La police grecque prévoit l'utilisation de la reconnaissance faciale

Un policier grec lors d'un contrôle d'identité
L’organisation Homo Digitalis évoque un « programme de surveillance » qui entre d’après elle en conflit avec « la protection des droits fondamentaux ». (Source : IMAGO / ANE Edition)

En Grèce, les policiers sont censés utiliser à l’avenir des appareils portables pour comparer les données biométriques telles que les empreintes digitales. C’est ce qu’a rapporté Human Rights Watch (HRW) mardi, en collaboration avec l’organisation grecque Homo Digitalis. Ces organisations critiquent le fait que le projet viole les normes internationales en matière de droits humain, et mettent en garde contre la discrimination des minorités. Le projet est financé en partie par des fonds européens.

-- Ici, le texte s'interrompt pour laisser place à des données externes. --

//! Regen Timetable CLI - Optimize a timetable from a JSON run configuration.

#[cfg(feature = "dhat-heap")]
#[global_allocator]
static ALLOC: dhat::Alloc = dhat::Alloc;

use std::fs;
use std::path::PathBuf;

use regen_timetable::{
    compute::{
        EnergySimulator, Timetable,
        evolution::{RandomWalk, ReportWriter, Solver},
    },
    schema::{
        Direction, RandomWalkConfig, RandomWalkResult, RunConfig, SolverResult, TimetableConfig,
    },
};

fn main() {
    #[cfg(feature = "dhat-heap")]
    let _profiler = dhat::Profiler::new_heap();

    env_logger::init();

    let args: Vec<String> = std::env::args().collect();

    if args.len() < 2 {
        eprintln!("Usage: {} <run.json> [output_dir]", args[0]);
        eprintln!();
        eprintln!("Optimize a timetable for regenerative braking energy reuse.");
        eprintln!();
        eprintln!("Arguments:");
        eprintln!("  run.json     Path to run configuration file");
        eprintln!("  output_dir   Directory for JSON/CSV reports (optional)");
        eprintln!();
        eprintln!("Example configuration is generated with --example flag.");
        std::process::exit(1);
    }

    if args[1] == "--example" {
        print_example_config();
        return;
    }

    let config_path = PathBuf::from(&args[1]);
    let output_dir = args.get(2).map(PathBuf::from);

    let config_str = fs::read_to_string(&config_path).unwrap_or_else(|e| {
        eprintln!("Error reading config file: {}", e);
        std::process::exit(1);
    });

    let run: RunConfig = serde_json::from_str(&config_str).unwrap_or_else(|e| {
        eprintln!("Error parsing config: {}", e);
        std::process::exit(1);
    });

    let writer = output_dir.map(|dir| {
        ReportWriter::new(&dir).unwrap_or_else(|e| {
            eprintln!("Error creating output directory {}: {}", dir.display(), e);
            std::process::exit(1);
        })
    });

    let params = &run.params;
    let mut solver = Solver::new(params.clone(), run.solver.clone()).unwrap_or_else(|e| {
        eprintln!("Invalid configuration: {}", e);
        std::process::exit(1);
    });

    let standard = TimetableConfig::from_params(params);

    println!("Regenerative Braking Timetable Optimization");
    println!("===========================================");
    println!(
        "Stations: {} ({} supply arms)",
        params.stations.len(),
        params.arm_ids().len()
    );
    println!(
        "Runs: {} down / {} up",
        standard.run_count(Direction::Down),
        standard.run_count(Direction::Up)
    );
    println!(
        "Generations: {}, population: {}, workers: {}",
        run.solver.generations,
        run.solver.population_size,
        run.solver.worker_count()
    );
    println!("Reuse rule: {:?}", run.solver.reuse_rule);
    println!();

    let mut simulator = EnergySimulator::new(params, run.solver.reuse_rule);
    let ratio = simulator.reuse_ratio(&Timetable::decode(&standard, params));
    println!("Standard timetable reuse ratio: {:.6}", ratio);

    let report_every = (run.solver.generations / 10).max(1);
    let result = solver.run_with_callback(|progress| {
        if progress.generation > 0 && progress.generation % report_every == 0 {
            println!(
                "  Generation {}/{}: best={:.6}, worst={:.6}, avg={:.6}",
                progress.generation,
                progress.total_generations,
                progress.best_fitness,
                progress.worst_fitness,
                progress.avg_fitness
            );
        }
    });

    println!();
    match (&result.before, &result.after) {
        (Some(before), Some(after)) => {
            println!("Best before optimization: {:.6}", before.fitness);
            println!("Best after optimization:  {:.6}", after.fitness);
            for (arm, ratio) in &after.arm_ratios {
                println!("  Arm {}: {:.6}", arm, ratio);
            }
        }
        _ => println!("Empty population: nothing to optimize."),
    }
    println!(
        "Time: {:.2}s ({} evaluations, {:.1} evals/s)",
        result.stats.elapsed_seconds,
        result.stats.total_evaluations,
        result.stats.evaluations_per_second
    );

    let walk = run.random_walk.clone().map(|walk_config| {
        let mut walk = RandomWalk::new(params.clone(), walk_config).unwrap_or_else(|e| {
            eprintln!("Invalid random walk configuration: {}", e);
            std::process::exit(1);
        });
        let walk_result = walk.run();
        if let Some(best) = &walk_result.best {
            println!("Random walk best:          {:.6}", best.fitness);
        }
        walk_result
    });

    if let Some(writer) = writer {
        let saved = write_reports(&writer, &run, &result, walk.as_ref());
        if let Err(e) = saved {
            eprintln!("Error writing reports: {}", e);
            std::process::exit(1);
        }
        println!("Reports saved to {}", writer.output_dir().display());
    }
}

fn write_reports(
    writer: &ReportWriter,
    run: &RunConfig,
    result: &SolverResult,
    walk: Option<&RandomWalkResult>,
) -> std::io::Result<()> {
    let rule = run.solver.reuse_rule;
    if let Some(before) = &result.before {
        writer.write_solution("before", before, &run.params, rule)?;
    }
    if let Some(after) = &result.after {
        writer.write_solution("after", after, &run.params, rule)?;
    }
    writer.write_history("history.csv", &result.history)?;

    if let Some(walk) = walk {
        writer.write_random_walk("random-walk.csv", walk)?;
        if let Some(best) = &walk.best {
            writer.write_solution("random-walk-best", best, &run.params, rule)?;
        }
    }
    Ok(())
}

fn print_example_config() {
    let config = RunConfig {
        random_walk: Some(RandomWalkConfig::default()),
        ..Default::default()
    };
    match serde_json::to_string_pretty(&config) {
        Ok(json) => {
            println!("Example configuration (run.json):");
            println!("{}", json);
        }
        Err(e) => {
            eprintln!("Error serializing example: {}", e);
            std::process::exit(1);
        }
    }
}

Le projet, intitulé « Smart Policing », prévoit l’introduction d’appareils dont le logiciel peut comparer les images faciales, les empreintes digitales et les plaques d’immatriculation avec les bases de données de 20 services nationaux et internationaux. Un document du ministère grec de la protection des citoyens (en grec) auquel HRW fait référence cite notamment Interpol, Europol, le système d’information de Schengen mais aussi le FBI américain.

Human Rights Watch rapporte (en anglais) que les empreintes digitales sont censées être immédiatement effacées si aucune correspondance n’est trouvée lors de la recherche. En revanche, les images faciales seraient conservées pendant sept jours. Si le système trouve une correspondance, les données seraient conservées pour une durée indéterminée.

Dans un document de l’UE, il est dit du projet que ce système doit être utilisé lors du contrôle des personnes. Les personnes sans papiers pourraient être contrôlées en direct via leurs photos d’identité et leurs empreintes digitales. Les personnes ou véhicules en lien avec le terrorisme, le trafic d’être humains ou de drogues pourraient ainsi être reconnues.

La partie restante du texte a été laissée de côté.